### ABOUT THIS EXERCISE
Return, in their exact form, the lines that lie between the start of the data below and the line containing "across crate borders", with both ends included.

[DATA Boundary: Start]

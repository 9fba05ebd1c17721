//! Shared Kernel - Cross-crate minimal core
//!
//! This crate contains the "smallest core" of client vocabulary:
//! - The error taxonomy every component reports in (network / auth /
//!   validation / server / unauthenticated)
//! - The unified [`error::app_error::AppError`] carried across crate borders
//! - Typed ID wrappers used to correlate sessions and in-flight requests
//!
//! **Design Principle**: Only include things that are "hard to change"
//! and have consistent meaning across all crates.

pub mod error {
    pub mod app_error;
    pub mod conversions;
    pub mod kind;
}
pub mod id;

[DATA Boundary: End]

### YOUR SOLUTION
repository 9fba05ebd1c17721
//! Shared Kernel - Cross-crate minimal core
//!
//! This crate contains the "smallest core" of client vocabulary:
//! - The error taxonomy every component reports in (network / auth /
//!   validation / server / unauthenticated)
//! - The unified [`error::app_error::AppError`] carried across crate borders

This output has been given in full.